I'm not even sure my friends and family are still listening to my podcasts. And I get it—it's uncomfortable. Nobody wants to hear that someone they love lost everything, and there’s nothing they can do to help. And nobody wants to confront the fact that it could happen to them.
But that silence? I can’t do that. Staying silent is allowing the scammers to win.
But am I helping anybody? Is this still a worthwhile project? Does anyone care if I continue or not?
And it's not just the emotional toll. When I look at where I am financially, sometimes it can get so depressing and overwhelming.

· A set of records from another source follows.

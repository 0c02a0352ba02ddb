//! Linear algebra utilities.
//!
//! Spline construction solves its not-a-knot system densely, and the
//! least-squares solver reuses the same solve for its damped normal
//! equations.

use nalgebra::{DMatrix, DVector};

use crate::error::{MathError, MathResult};

/// Solves a dense linear system `Ax = b` using LU decomposition with
/// partial pivoting.
///
/// # Errors
///
/// Returns `MathError::DimensionMismatch` for a non-square matrix or a
/// right-hand side of the wrong length, and `MathError::SingularMatrix` if
/// the factorisation breaks down or yields a non-finite solution.
pub fn solve_linear_system(a: &DMatrix<f64>, b: &DVector<f64>) -> MathResult<DVector<f64>> {
    let n = a.nrows();
    if n != a.ncols() || n != b.len() {
        return Err(MathError::DimensionMismatch {
            rows1: n,
            cols1: a.ncols(),
            rows2: b.len(),
            cols2: 1,
        });
    }

    let x = a.clone().lu().solve(b).ok_or(MathError::SingularMatrix)?;

    if x.iter().all(|v| v.is_finite()) {
        Ok(x)
    } else {
        Err(MathError::SingularMatrix)
    }
}
//! # Bondfit Core
//!
//! Calendar building blocks for the bondfit discount curve library.
//!
//! - **Types**: the [`Date`] newtype used by every other crate
//! - **Day Count Conventions**: Actual/365 Fixed year fractions and their inverse
//! - **Business Day Calendars**: weekend-only business day rolling
//!
//! ## Example
//!
//! ```rust
//! use bondfit_core::prelude::*;
//!
//! let today = Date::from_ymd(2020, 7, 23).unwrap();
//! let maturity = Date::from_ymd(2021, 7, 23).unwrap();
//!
//! let t = Act365Fixed.year_fraction(today, maturity);
//! assert!((t - 1.0).abs() < 1e-12);
//!
//! // 2020-11-21 is a Saturday
//! let saturday = Date::from_ymd(2020, 11, 21).unwrap();
//! assert_eq!(next_business_day(saturday), Date::from_ymd(2020, 11, 23).unwrap());
//! ```

#![warn(missing_docs)]
#![warn(clippy::all)]
#![warn(clippy::pedantic)]
#![allow(clippy::module_name_repetitions)]
#![allow(clippy::missing_errors_doc)]
#![allow(clippy::must_use_candidate)]
#![allow(clippy::cast_precision_loss)]
#![allow(clippy::cast_possible_truncation)]
#![allow(clippy::doc_markdown)]

pub mod calendars;
pub mod daycounts;
pub mod error;
pub mod types;

/// Prelude module for convenient imports.
pub mod prelude {
    pub use crate::calendars::{next_business_day, Calendar, WeekendCalendar};
    pub use crate::daycounts::{Act365Fixed, DayCount};
    pub use crate::error::{CoreError, CoreResult};
    pub use crate::types::Date;
}

// Re-export commonly used types at crate root
pub use error::{CoreError, CoreResult};
pub use types::Date;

At 69, the financial math after a scam looks very different than it would at 29 or even 49. There's no "start over." There's no "rebuild your career." There's no "you've got time."
I have maybe 15-20 working years left if I'm lucky and healthy. And every single one of those years will now go to paying for a house I almost owned outright.

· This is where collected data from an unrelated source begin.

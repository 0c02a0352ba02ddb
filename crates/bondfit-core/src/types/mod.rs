//! Domain types.

mod date;

pub use date::Date;
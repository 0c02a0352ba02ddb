//! Error types for bond operations.

use thiserror::Error;

/// A specialized Result type for bond operations.
pub type BondResult<T> = Result<T, BondError>;

/// Errors that can occur during bond operations.
#[derive(Error, Debug, Clone, PartialEq)]
pub enum BondError {
    /// Invalid bond or coupon specification.
    #[error("Invalid bond specification: {reason}")]
    InvalidSpec {
        /// Description of what's invalid.
        reason: String,
    },

    /// Valuation produced an unusable number.
    #[error("Pricing failed: {reason}")]
    PricingFailed {
        /// Description of the failure.
        reason: String,
    },

    /// Date or calendar error.
    #[error("Core error: {0}")]
    Core(#[from] bondfit_core::CoreError),

    /// Curve evaluation or calibration error.
    #[error("Curve error: {0}")]
    Curve(#[from] bondfit_curves::CurveError),
}

impl BondError {
    /// Creates an invalid specification error.
    #[must_use]
    pub fn invalid_spec(reason: impl Into<String>) -> Self {
        Self::InvalidSpec {
            reason: reason.into(),
        }
    }

    /// Creates a pricing failed error.
    #[must_use]
    pub fn pricing_failed(reason: impl Into<String>) -> Self {
        Self::PricingFailed {
            reason: reason.into(),
        }
    }
}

As it currently stands, II no longer own my residence. I am an indentured servant to the bank with 27 years of payments to them before the new mortgage is paid off.

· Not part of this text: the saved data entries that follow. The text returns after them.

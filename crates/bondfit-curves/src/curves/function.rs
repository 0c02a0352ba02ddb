//! Closure-backed discount curve.

use std::fmt;

use bondfit_core::Date;

use crate::error::{CurveError, CurveResult};
use crate::traits::DiscountCurve;

/// Adapts a plain `Fn(Date) -> f64` into a [`DiscountCurve`].
///
/// A non-finite value from the closure is reported as
/// `CurveError::InvalidValue` rather than passed on.
///
/// # Example
///
/// ```rust
/// use bondfit_curves::prelude::*;
///
/// let cutoff = Date::from_ymd(2025, 1, 1).unwrap();
/// let step = FnDiscountCurve::new(move |d: Date| if d < cutoff { 0.99 } else { 1.0 });
///
/// assert_eq!(step.discount_factor(Date::from_ymd(2024, 6, 1).unwrap()).unwrap(), 0.99);
/// assert_eq!(step.discount_factor(cutoff).unwrap(), 1.0);
/// ```
#[derive(Clone)]
pub struct FnDiscountCurve<F> {
    f: F,
}

impl<F> FnDiscountCurve<F>
where
    F: Fn(Date) -> f64 + Send + Sync,
{
    /// Wraps a closure as a discount curve.
    pub fn new(f: F) -> Self {
        Self { f }
    }
}

impl<F> fmt::Debug for FnDiscountCurve<F> {
    fn fmt(&self, f: &mut fmt::Formatter<'_>) -> fmt::Result {
        f.debug_struct("FnDiscountCurve").finish_non_exhaustive()
    }
}

impl<F> DiscountCurve for FnDiscountCurve<F>
where
    F: Fn(Date) -> f64 + Send + Sync,
{
    fn discount_factor(&self, date: Date) -> CurveResult<f64> {
        let df = (self.f)(date);
        if df.is_finite() {
            Ok(df)
        } else {
            Err(CurveError::invalid_value(format!(
                "discount factor on {date} is {df}"
            )))
        }
    }
}

#[cfg(test)]
mod tests {
    use super::*;

    #[test]
    fn test_closure_curve() {
        let base = Date::from_ymd(2020, 7, 23).unwrap();
        let curve = FnDiscountCurve::new(move |d: Date| 1.0 - 0.0001 * base.days_between(&d) as f64);

        assert_eq!(curve.discount_factor(base).unwrap(), 1.0);
        assert!(curve.discount_factor(base + 100).unwrap() < 1.0);
    }

    #[test]
    fn test_non_finite_rejected() {
        let curve = FnDiscountCurve::new(|_: Date| f64::NAN);
        let date = Date::from_ymd(2021, 1, 1).unwrap();

        assert!(matches!(
            curve.discount_factor(date),
            Err(CurveError::InvalidValue { .. })
        ));
    }

    #[test]
    fn test_debug_format() {
        let curve = FnDiscountCurve::new(|_: Date| 1.0);
        assert!(format!("{curve:?}").starts_with("FnDiscountCurve"));
    }
}
//! Constant discount curve.

use serde::{Deserialize, Serialize};

use bondfit_core::Date;

use crate::error::CurveResult;
use crate::traits::DiscountCurve;

/// A curve returning the same discount factor for every date.
///
/// With a factor of `1.0` it values cashflows at their face amounts, which
/// makes it the natural reference curve for checking valuation logic.
#[derive(Debug, Clone, Copy, PartialEq, Serialize, Deserialize)]
pub struct FlatDiscountCurve {
    discount: f64,
}

impl FlatDiscountCurve {
    /// Creates a flat curve.
    #[must_use]
    pub fn new(discount: f64) -> Self {
        Self { discount }
    }

    /// Returns the constant discount factor.
    pub fn discount(&self) -> f64 {
        self.discount
    }
}

impl Default for FlatDiscountCurve {
    fn default() -> Self {
        Self::new(1.0)
    }
}

impl DiscountCurve for FlatDiscountCurve {
    fn discount_factor(&self, _date: Date) -> CurveResult<f64> {
        Ok(self.discount)
    }
}

#[cfg(test)]
mod tests {
    use super::*;

    #[test]
    fn test_flat_curve() {
        let curve = FlatDiscountCurve::new(0.99);
        let early = Date::from_ymd(2020, 1, 1).unwrap();
        let late = Date::from_ymd(2050, 1, 1).unwrap();

        assert_eq!(curve.discount_factor(early).unwrap(), 0.99);
        assert_eq!(curve.discount_factor(late).unwrap(), 0.99);
        assert_eq!(FlatDiscountCurve::default().discount(), 1.0);
    }
}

That means I'll be 96 when I get done paying for the place I almost owned outright.
And who's going to employ me for that long?
So either I sell it and pay rent the rest of my life and live only on Social Security, or maybe I'll win the lottery. But the former seems much more likely.
I am single, so there's no second income to rely on. Pretty much my whole life has been me supporting myself.
That's not a setback. That's a complete rewrite of the last chapter of my life.
I'm not sharing this to elicit sympathy—I'm sharing it because this is the reality facing older Americans who have been targeted by these crimes. And our lawmakers have a role to play here. They need to get on board to help stop these scams.
I'm assuming that this is a common scenario that plays out in the minds of most everyone who's been scammed.
It's not like my house burned down or flooded. There's no FEMA or government institution that's coming to my rescue. There's no scammer insurance.
The big tech companies—Meta, Facebook, Instagram—and LinkedIn, where I met my scammer. They're not offering restitution. They're not improving their fraud detection. They're making billions while scammers use their platforms as hunting grounds.
Some companies, in fact, encourage the lack of safety because it puts more money in their pockets.
The system isn't broken. It's working exactly as designed—for scammers, for Big Tech and for others like Bitcoin Depot who pile on while victims are being scammed.
What do I do? Where do I go for help?
And that question—unanswered—is where many survivors are stuck. Not because they made a single bad decision. But because once the money is gone, the system offers no path forward.
So that's why I'm still here. Making these episodes. Testifying to lawmakers. Speaking to AARP chapters. Investigating Bitcoin Depot and Brandon Mintz.
Because if there's no institutional help coming, then survivors have to build our own infrastructure. We have to warn each other. We have to demand policy change. We have to refuse to stay silent.
And some days that feels overwhelming. Some days I wonder if it matters.
But then I remember: the alternative is staying quiet. Allowing the scammers to win. Letting the companies that profit from them operate without scrutiny.
And I'm not willing to do that.
So if you're listening—if you've been scammed, or you're worried about someone you love, or you're a lawmaker who can actually DO something about this—I need you to know:
This isn't just my story. This is happening to thousands of people. Older Americans who did everything right, who saved and planned and worked hard, and who are now facing a retirement they never imagined—not because they were reckless, but because multiple systems failed to protect them.
We deserve better than silence. We deserve better than shame. And we deserve a system that actually helps us recover.
If you're out there, let me know. Because on the hard days, knowing I'm not alone is what keeps me going.
This is The Romance Scam Rebellion. Thanks for listening.